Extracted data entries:
╭──

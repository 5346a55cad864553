//! In-process LRU cache store.

use std::num::NonZeroUsize;
use std::time::{Duration, Instant};

use async_trait::async_trait;
use lru::LruCache;
use tokio::sync::Mutex;

use tidemark_core::defaults::MEMORY_CACHE_CAPACITY;
use tidemark_core::Result;

use crate::store::CacheStore;

struct Entry {
    value: String,
    expires_at: Instant,
}

/// Bounded in-memory store; least recently used entries are evicted first.
///
/// Used when Redis is disabled or unreachable, and in tests.
pub struct MemoryCacheStore {
    entries: Mutex<LruCache<String, Entry>>,
}

impl MemoryCacheStore {
    pub fn new() -> Self {
        Self::with_capacity(MEMORY_CACHE_CAPACITY)
    }

    pub fn with_capacity(capacity: usize) -> Self {
        let capacity = NonZeroUsize::new(capacity).unwrap_or(NonZeroUsize::MIN);
        Self {
            entries: Mutex::new(LruCache::new(capacity)),
        }
    }

    /// Number of stored entries, expired ones included.
    pub async fn len(&self) -> usize {
        self.entries.lock().await.len()
    }

    pub async fn is_empty(&self) -> bool {
        self.entries.lock().await.is_empty()
    }
}

impl Default for MemoryCacheStore {
    fn default() -> Self {
        Self::new()
    }
}

#[async_trait]
impl CacheStore for MemoryCacheStore {
    async fn get(&self, key: &str) -> Result<Option<String>> {
        let mut entries = self.entries.lock().await;
        match entries.get(key) {
            None => return Ok(None),
            Some(entry) if entry.expires_at > Instant::now() => {
                return Ok(Some(entry.value.clone()))
            }
            Some(_) => {}
        }
        entries.pop(key);
        Ok(None)
    }

    async fn set(&self, key: &str, value: String, ttl_secs: u64) -> Result<()> {
        let entry = Entry {
            value,
            expires_at: Instant::now() + Duration::from_secs(ttl_secs),
        };
        self.entries.lock().await.put(key.to_string(), entry);
        Ok(())
    }

    async fn delete(&self, key: &str) -> Result<()> {
        self.entries.lock().await.pop(key);
        Ok(())
    }

    async fn delete_prefix(&self, prefix: &str) -> Result<u64> {
        let mut entries = self.entries.lock().await;
        let keys: Vec<String> = entries
            .iter()
            .filter(|(k, _)| k.starts_with(prefix))
            .map(|(k, _)| k.clone())
            .collect();
        for key in &keys {
            entries.pop(key);
        }
        Ok(keys.len() as u64)
    }

    async fn ping(&self) -> bool {
        true
    }

    fn backend_name(&self) -> &'static str {
        "memory"
    }
}

#[cfg(test)]
mod tests {
    use super::*;

    #[tokio::test]
    async fn test_set_get_delete() {
        let store = MemoryCacheStore::new();
        store.set("a", "1".to_string(), 60).await.unwrap();
        assert_eq!(store.get("a").await.unwrap(), Some("1".to_string()));

        store.delete("a").await.unwrap();
        assert_eq!(store.get("a").await.unwrap(), None);
        store.delete("a").await.unwrap();
    }

    #[tokio::test]
    async fn test_zero_ttl_expires_immediately() {
        let store = MemoryCacheStore::new();
        store.set("a", "1".to_string(), 0).await.unwrap();
        assert_eq!(store.get("a").await.unwrap(), None);
        assert!(store.is_empty().await);
    }

    #[tokio::test]
    async fn test_delete_prefix() {
        let store = MemoryCacheStore::new();
        store.set("tm:search:alice:1", "x".to_string(), 60).await.unwrap();
        store.set("tm:search:alice:2", "x".to_string(), 60).await.unwrap();
        store.set("tm:search:bob:1", "x".to_string(), 60).await.unwrap();

        assert_eq!(store.delete_prefix("tm:search:alice:").await.unwrap(), 2);
        assert_eq!(store.len().await, 1);
        assert!(store.get("tm:search:bob:1").await.unwrap().is_some());
    }

    #[tokio::test]
    async fn test_capacity_evicts_least_recently_used() {
        let store = MemoryCacheStore::with_capacity(2);
        store.set("a", "1".to_string(), 60).await.unwrap();
        store.set("b", "2".to_string(), 60).await.unwrap();
        store.get("a").await.unwrap();
        store.set("c", "3".to_string(), 60).await.unwrap();

        assert!(store.get("a").await.unwrap().is_some());
        assert!(store.get("b").await.unwrap().is_none());
    }
}
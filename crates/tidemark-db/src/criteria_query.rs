//! Criteria query builder.
//!
//! Compiles one [`Criteria`] value into a SQL statement with numbered bind
//! parameters. Each criteria variant is compiled on its own; user input only
//! ever reaches the database as a bound parameter.

use pgvector::Vector;
use uuid::Uuid;

use tidemark_core::defaults::{
    MISSING_EMBEDDING_DISTANCE, SUMMARY_DISTANCE_WEIGHT, TITLE_DISTANCE_WEIGHT,
};
use tidemark_core::{
    BookmarkStatus, BrowseCriteria, CommonFilter, ContentType, Criteria, DomainCriteria,
    SpecialFilter, TagCriteria, VectorCriteria, VectorThreshold,
};

use crate::escape_like;

/// Columns selected for every bookmark result row.
pub const BOOKMARK_COLUMNS: &str = "b.id, b.url, b.title, b.summary, b.preview, \
     b.og_image_url, b.og_description, b.favicon_url, b.content_type, b.status, \
     b.starred, b.read, b.created_at, b.metadata";

/// Canonical host of `b.url`: no scheme, credentials, port or trailing dot,
/// and no leading `www.`. Mirrors [`tidemark_core::extract_domain`].
const URL_HOST_EXPR: &str = r"regexp_replace(rtrim(substring(lower(b.url) from '^(?:[a-z][a-z0-9+.-]*://)?(?:[^/?#]*@)?([^/?#:]*)'), '.'), '^www\.', '')";

/// Type-safe parameter binding for SQL queries.
#[derive(Debug, Clone, PartialEq)]
pub enum QueryParam {
    /// Single UUID parameter.
    Uuid(Uuid),
    /// String parameter.
    String(String),
    /// Array of strings (for `= ANY(...)`).
    StringArray(Vec<String>),
    /// Double-precision parameter.
    Float(f64),
    /// Row limit.
    BigInt(i64),
    /// Query embedding.
    Vector(Vector),
}

/// Generates SQL for a single retrieval criteria.
///
/// # Example
///
/// ```rust,ignore
/// use tidemark_core::{CommonFilter, Criteria, TagCriteria};
/// use tidemark_db::CriteriaQueryBuilder;
///
/// let criteria = Criteria::Tag(TagCriteria::new(
///     CommonFilter::new("user-1").require_ready(true),
///     vec!["rust".to_string()],
/// ));
/// let (sql, params) = CriteriaQueryBuilder::new(&criteria).build();
/// // params: [String("user-1"), StringArray(["rust"]), BigInt(500)]
/// ```
pub struct CriteriaQueryBuilder<'a> {
    criteria: &'a Criteria,
    params: Vec<QueryParam>,
}

impl<'a> CriteriaQueryBuilder<'a> {
    pub fn new(criteria: &'a Criteria) -> Self {
        Self {
            criteria,
            params: Vec::new(),
        }
    }

    /// Build the statement.
    ///
    /// Returns the SQL text and its parameters in placeholder order.
    pub fn build(mut self) -> (String, Vec<QueryParam>) {
        let criteria = self.criteria;
        let sql = match criteria {
            Criteria::Tag(c) => self.tag_sql(c),
            Criteria::Domain(c) => self.domain_sql(c),
            Criteria::Vector(c) => match c.threshold {
                VectorThreshold::Adaptive { matching_distance } => {
                    self.adaptive_vector_sql(c, matching_distance)
                }
                VectorThreshold::TopK { k } => self.top_k_vector_sql(c, k),
            },
            Criteria::Browse(c) => self.browse_sql(c),
        };
        (sql, self.params)
    }

    fn bind(&mut self, param: QueryParam) -> String {
        self.params.push(param);
        format!("${}", self.params.len())
    }

    fn bind_limit(&mut self, limit: usize) -> String {
        self.bind(QueryParam::BigInt(
            i64::try_from(limit).unwrap_or(i64::MAX),
        ))
    }

    /// Ownership and status, without type or special filters.
    fn owner_status_clause(&mut self, filter: &CommonFilter) -> String {
        let user = self.bind(QueryParam::String(filter.user_id.clone()));
        let mut clauses = vec![format!("b.user_id = {}", user)];
        if filter.require_ready {
            clauses.push(format!("b.status = '{}'", BookmarkStatus::Ready.as_str()));
        }
        clauses.join(" AND ")
    }

    /// Content-type inclusion and OR-combined special filters.
    fn content_clause(&mut self, filter: &CommonFilter) -> String {
        let mut clauses = Vec::new();

        if !filter.types.is_empty() {
            let types = self.bind(QueryParam::StringArray(
                filter.types.iter().map(|t| t.as_str().to_string()).collect(),
            ));
            clauses.push(format!("b.content_type = ANY({}::text[])", types));
        }

        if !filter.special_filters.is_empty() {
            let readable = ContentType::readable()
                .iter()
                .map(|t| format!("'{}'", t.as_str()))
                .collect::<Vec<_>>()
                .join(", ");
            let alternatives: Vec<String> = filter
                .special_filters
                .iter()
                .map(|f| match f {
                    SpecialFilter::Read => {
                        format!("(b.content_type IN ({}) AND b.read)", readable)
                    }
                    SpecialFilter::Unread => {
                        format!("(b.content_type IN ({}) AND NOT b.read)", readable)
                    }
                    SpecialFilter::Star => "b.starred".to_string(),
                })
                .collect();
            clauses.push(format!("({})", alternatives.join(" OR ")));
        }

        if clauses.is_empty() {
            "TRUE".to_string()
        } else {
            clauses.join(" AND ")
        }
    }

    fn filter_clause(&mut self, filter: &CommonFilter) -> String {
        let owner = self.owner_status_clause(filter);
        let content = self.content_clause(filter);
        format!("{} AND {}", owner, content)
    }

    fn distance_expr(&mut self, embedding: &Vector) -> String {
        let query = self.bind(QueryParam::Vector(embedding.clone()));
        format!(
            "({tw} * COALESCE(b.title_embedding <=> {q}, {miss}) + \
             {sw} * COALESCE(b.summary_embedding <=> {q}, {miss}))",
            tw = TITLE_DISTANCE_WEIGHT,
            sw = SUMMARY_DISTANCE_WEIGHT,
            miss = sql_float(MISSING_EMBEDDING_DISTANCE),
            q = query,
        )
    }

    fn tag_sql(&mut self, c: &TagCriteria) -> String {
        let filter = self.filter_clause(&c.filter);
        let tags = self.bind(QueryParam::StringArray(
            c.tags.iter().map(|t| t.to_lowercase()).collect(),
        ));
        let limit = self.bind_limit(c.limit);
        format!(
            "SELECT {cols}, array_agg(DISTINCT lower(t.name)) AS matched_tags \
             FROM bookmark b \
             JOIN bookmark_tag bt ON bt.bookmark_id = b.id \
             JOIN tag t ON t.id = bt.tag_id \
             WHERE {filter} AND lower(t.name) = ANY({tags}::text[]) \
             GROUP BY b.id \
             ORDER BY count(DISTINCT lower(t.name)) DESC, b.id DESC \
             LIMIT {limit}",
            cols = BOOKMARK_COLUMNS,
        )
    }

    /// Exact host matches sort ahead of partial ones so the limit keeps them.
    fn domain_sql(&mut self, c: &DomainCriteria) -> String {
        let domain = c.domain.to_lowercase();
        let filter = self.filter_clause(&c.filter);
        let pattern = self.bind(QueryParam::String(format!("%{}%", escape_like(&domain))));
        let exact = self.bind(QueryParam::String(domain));
        let limit = self.bind_limit(c.limit);
        format!(
            "SELECT {cols} FROM bookmark b \
             WHERE {filter} AND lower(b.url) LIKE {pattern} \
             ORDER BY CASE WHEN {host} = {exact} THEN 0 ELSE 1 END, b.id DESC \
             LIMIT {limit}",
            cols = BOOKMARK_COLUMNS,
            host = URL_HOST_EXPR,
        )
    }

    /// The minimum distance is taken over every owned, status-eligible
    /// bookmark; type and special filters only narrow the candidates.
    fn adaptive_vector_sql(&mut self, c: &VectorCriteria, matching_distance: f64) -> String {
        let distance = self.distance_expr(&c.embedding);
        let owner = self.owner_status_clause(&c.filter);
        let content = self.content_clause(&c.filter);
        let margin = self.bind(QueryParam::Float(matching_distance));
        let limit = self.bind_limit(c.limit);
        format!(
            "WITH eligible AS ( \
                 SELECT b.id, {distance} AS distance FROM bookmark b WHERE {owner} \
             ), bound AS ( \
                 SELECT MIN(distance) AS min_distance FROM eligible \
             ) \
             SELECT {cols}, e.distance \
             FROM eligible e \
             JOIN bookmark b ON b.id = e.id \
             CROSS JOIN bound \
             WHERE {content} \
               AND e.distance <= bound.min_distance + {margin} \
               AND e.distance < {sanity} \
             ORDER BY e.distance ASC, b.id DESC \
             LIMIT {limit}",
            cols = BOOKMARK_COLUMNS,
            sanity = sql_float(MISSING_EMBEDDING_DISTANCE),
        )
    }

    fn top_k_vector_sql(&mut self, c: &VectorCriteria, k: usize) -> String {
        let distance = self.distance_expr(&c.embedding);
        let filter = self.filter_clause(&c.filter);
        let limit = self.bind_limit(k.min(c.limit));
        format!(
            "SELECT {cols}, {distance} AS distance \
             FROM bookmark b \
             WHERE {filter} \
             ORDER BY distance ASC, b.id DESC \
             LIMIT {limit}",
            cols = BOOKMARK_COLUMNS,
        )
    }

    fn browse_sql(&mut self, c: &BrowseCriteria) -> String {
        let mut filter = self.filter_clause(&c.filter);
        if let Some(before) = c.before {
            let cursor = self.bind(QueryParam::Uuid(before));
            filter.push_str(&format!(" AND b.id < {}", cursor));
        }
        let limit = self.bind_limit(c.limit);
        format!(
            "SELECT {cols} FROM bookmark b \
             WHERE {filter} \
             ORDER BY b.id DESC \
             LIMIT {limit}",
            cols = BOOKMARK_COLUMNS,
        )
    }
}

/// Render a float constant so PostgreSQL reads it as a numeric literal.
fn sql_float(value: f64) -> String {
    format!("{:.1}", value)
}
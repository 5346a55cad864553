//! Process-wide embedding backend handle.
//!
//! The backend is created once, on first use, and then handed to the search
//! engine explicitly. Nothing in the retrieval layer reaches for this module
//! directly; only the process bootstrap does.

use std::sync::Arc;

use once_cell::sync::OnceCell;
use tracing::info;

use tidemark_core::{EmbeddingBackend, Error, Result};

static SHARED_BACKEND: OnceCell<Arc<dyn EmbeddingBackend>> = OnceCell::new();

/// Install a specific backend as the process-wide handle.
///
/// Fails if a backend has already been installed or initialised.
pub fn install(backend: Arc<dyn EmbeddingBackend>) -> Result<()> {
    SHARED_BACKEND
        .set(backend)
        .map_err(|_| Error::Config("Embedding backend already initialised".to_string()))
}

/// The process-wide backend, initialising it with `init` on first call.
pub fn get_or_init<F>(init: F) -> Arc<dyn EmbeddingBackend>
where
    F: FnOnce() -> Arc<dyn EmbeddingBackend>,
{
    SHARED_BACKEND
        .get_or_init(|| {
            let backend = init();
            info!(
                subsystem = "inference",
                component = "shared",
                model = backend.model_name(),
                dimension = backend.dimension(),
                "Embedding backend initialised"
            );
            backend
        })
        .clone()
}

/// The process-wide Ollama backend configured from the environment.
#[cfg(feature = "ollama")]
pub fn shared_backend() -> Arc<dyn EmbeddingBackend> {
    get_or_init(|| Arc::new(crate::OllamaBackend::from_env()))
}

#[cfg(all(test, feature = "ollama"))]
mod tests {
    use super::*;

    #[test]
    fn test_shared_handle_initialised_once() {
        let first = shared_backend();
        let second = get_or_init(|| panic!("must not re-initialise"));
        assert!(Arc::ptr_eq(&first, &second));
        assert!(install(first).is_err());
    }
}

╰──

Whenever the word "NonZeroUsize" appears in a line above, copy that line.

use std::num::NonZeroUsize;
        let capacity = NonZeroUsize::new(capacity).unwrap_or(NonZeroUsize::MIN);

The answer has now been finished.